Collected data entries:
^^^^^^^^^^^^^^^^
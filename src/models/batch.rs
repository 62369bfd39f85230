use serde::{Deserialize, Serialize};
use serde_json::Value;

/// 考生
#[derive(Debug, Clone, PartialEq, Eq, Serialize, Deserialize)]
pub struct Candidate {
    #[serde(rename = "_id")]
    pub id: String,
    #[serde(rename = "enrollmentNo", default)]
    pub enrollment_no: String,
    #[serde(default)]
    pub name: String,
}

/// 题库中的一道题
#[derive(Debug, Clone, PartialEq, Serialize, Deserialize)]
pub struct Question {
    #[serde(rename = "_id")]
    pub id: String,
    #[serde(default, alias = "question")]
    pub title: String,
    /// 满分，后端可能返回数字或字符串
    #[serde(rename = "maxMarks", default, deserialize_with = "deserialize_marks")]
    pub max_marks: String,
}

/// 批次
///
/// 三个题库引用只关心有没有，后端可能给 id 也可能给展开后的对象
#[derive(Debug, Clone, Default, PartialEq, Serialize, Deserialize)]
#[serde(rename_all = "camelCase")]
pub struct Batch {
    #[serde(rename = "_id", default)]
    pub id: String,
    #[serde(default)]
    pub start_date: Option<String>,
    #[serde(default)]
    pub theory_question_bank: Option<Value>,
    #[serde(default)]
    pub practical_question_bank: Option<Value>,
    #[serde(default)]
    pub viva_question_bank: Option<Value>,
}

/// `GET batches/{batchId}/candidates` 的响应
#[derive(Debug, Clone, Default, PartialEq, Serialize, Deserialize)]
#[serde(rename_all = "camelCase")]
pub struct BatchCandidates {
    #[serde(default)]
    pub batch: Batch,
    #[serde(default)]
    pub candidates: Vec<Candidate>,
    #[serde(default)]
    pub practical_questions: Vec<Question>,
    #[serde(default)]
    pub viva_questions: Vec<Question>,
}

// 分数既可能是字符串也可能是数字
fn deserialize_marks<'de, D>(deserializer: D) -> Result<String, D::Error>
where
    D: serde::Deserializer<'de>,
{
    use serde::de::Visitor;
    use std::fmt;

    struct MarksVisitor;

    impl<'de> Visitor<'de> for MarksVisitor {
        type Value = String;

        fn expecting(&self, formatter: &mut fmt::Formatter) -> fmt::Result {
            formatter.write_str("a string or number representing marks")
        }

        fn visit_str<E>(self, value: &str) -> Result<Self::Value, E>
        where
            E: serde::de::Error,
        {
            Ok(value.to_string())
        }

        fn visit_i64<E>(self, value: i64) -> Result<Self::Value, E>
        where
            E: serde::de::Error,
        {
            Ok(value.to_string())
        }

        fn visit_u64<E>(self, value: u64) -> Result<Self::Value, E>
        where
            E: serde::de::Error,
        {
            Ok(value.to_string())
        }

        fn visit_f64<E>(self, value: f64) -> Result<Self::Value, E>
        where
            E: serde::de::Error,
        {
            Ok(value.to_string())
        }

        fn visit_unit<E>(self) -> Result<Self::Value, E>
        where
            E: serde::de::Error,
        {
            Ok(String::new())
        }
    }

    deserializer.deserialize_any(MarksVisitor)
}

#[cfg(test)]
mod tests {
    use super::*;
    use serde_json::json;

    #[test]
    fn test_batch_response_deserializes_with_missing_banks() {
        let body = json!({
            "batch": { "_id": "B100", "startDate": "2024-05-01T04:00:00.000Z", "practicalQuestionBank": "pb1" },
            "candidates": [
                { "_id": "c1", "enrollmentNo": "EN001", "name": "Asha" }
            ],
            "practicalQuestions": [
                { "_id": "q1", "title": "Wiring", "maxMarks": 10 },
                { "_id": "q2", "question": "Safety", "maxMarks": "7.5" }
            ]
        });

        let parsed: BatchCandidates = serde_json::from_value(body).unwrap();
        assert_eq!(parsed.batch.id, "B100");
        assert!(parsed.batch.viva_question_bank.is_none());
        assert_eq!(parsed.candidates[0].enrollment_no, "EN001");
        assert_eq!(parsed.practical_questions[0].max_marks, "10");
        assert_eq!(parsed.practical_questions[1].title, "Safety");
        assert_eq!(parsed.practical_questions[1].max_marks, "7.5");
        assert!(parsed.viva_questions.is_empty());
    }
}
^^^^^^^^^^^^^^^^
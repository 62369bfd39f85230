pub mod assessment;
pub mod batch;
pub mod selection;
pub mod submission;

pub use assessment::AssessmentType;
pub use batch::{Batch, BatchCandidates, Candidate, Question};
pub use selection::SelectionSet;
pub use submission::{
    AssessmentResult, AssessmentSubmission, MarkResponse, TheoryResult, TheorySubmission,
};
^^^^^^^^^^^^^^^^
# What you need to do:
Check each line above for the word "self", and copy the lines where it appears.

# Response area:
        fn expecting(&self, formatter: &mut fmt::Formatter) -> fmt::Result {
        fn visit_str<E>(self, value: &str) -> Result<Self::Value, E>
        fn visit_i64<E>(self, value: i64) -> Result<Self::Value, E>
        fn visit_u64<E>(self, value: u64) -> Result<Self::Value, E>
        fn visit_f64<E>(self, value: f64) -> Result<Self::Value, E>
        fn visit_unit<E>(self) -> Result<Self::Value, E>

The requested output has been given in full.